#### [How to complete this task]
The full set of records below is to be reproduced without a single alteration.

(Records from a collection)
________________

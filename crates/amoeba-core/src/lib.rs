//! # amoeba-core
//!
//! Amoeba-inspired stochastic heuristic for Boolean satisfiability.
//!
//! Every variable is modelled by two competing units. Their activation states
//! evolve under random (Brownian) or chaotic (logistic map) stimulation and
//! under inhibition rules derived from the clauses, until the population
//! settles on a fixed point that encodes a satisfying assignment.
//!
//! Implements:
//! - Rule compilation (INTRA, INTER and CONTRA rule sets)
//! - Noise sources (Brownian, logistic)
//! - The per-iteration supply/activation/inhibition pipeline
//! - Assignment extraction, convergence checking and clause validation
//!
//! The heuristic is incomplete: it cannot prove unsatisfiability, so every
//! run should carry an iteration cap or a deadline.

pub mod assignment;
pub mod noise;
pub mod rules;
pub mod solver;
pub mod state;
pub mod validate;

pub use assignment::Assignment;
pub use noise::{NoiseKind, NoiseSource};
pub use rules::{ContraRule, InterRule, IntraRule, RuleSet};
pub use solver::{
    AmoebaConfig, AmoebaSolver, Exhaustion, Solution, SolveOutcome, SolverStats, StopReason,
};
pub use state::{is_converged, UnitState};
pub use validate::{ClauseReport, ClauseValidator};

________________

#### [Output below]
filename crates/amoeba-core/src/lib.rs
//! # amoeba-core
//!
//! Amoeba-inspired stochastic heuristic for Boolean satisfiability.
//!
//! Every variable is modelled by two competing units. Their activation states
//! evolve under random (Brownian) or chaotic (logistic map) stimulation and
//! under inhibition rules derived from the clauses, until the population
//! settles on a fixed point that encodes a satisfying assignment.
//!
//! Implements:
//! - Rule compilation (INTRA, INTER and CONTRA rule sets)
//! - Noise sources (Brownian, logistic)
//! - The per-iteration supply/activation/inhibition pipeline
//! - Assignment extraction, convergence checking and clause validation
//!
//! The heuristic is incomplete: it cannot prove unsatisfiability, so every
//! run should carry an iteration cap or a deadline.

pub mod assignment;
pub mod noise;
pub mod rules;
pub mod solver;
pub mod state;
pub mod validate;

pub use assignment::Assignment;
pub use noise::{NoiseKind, NoiseSource};
pub use rules::{ContraRule, InterRule, IntraRule, RuleSet};
pub use solver::{
    AmoebaConfig, AmoebaSolver, Exhaustion, Solution, SolveOutcome, SolverStats, StopReason,
};
pub use state::{is_converged, UnitState};
pub use validate::{ClauseReport, ClauseValidator};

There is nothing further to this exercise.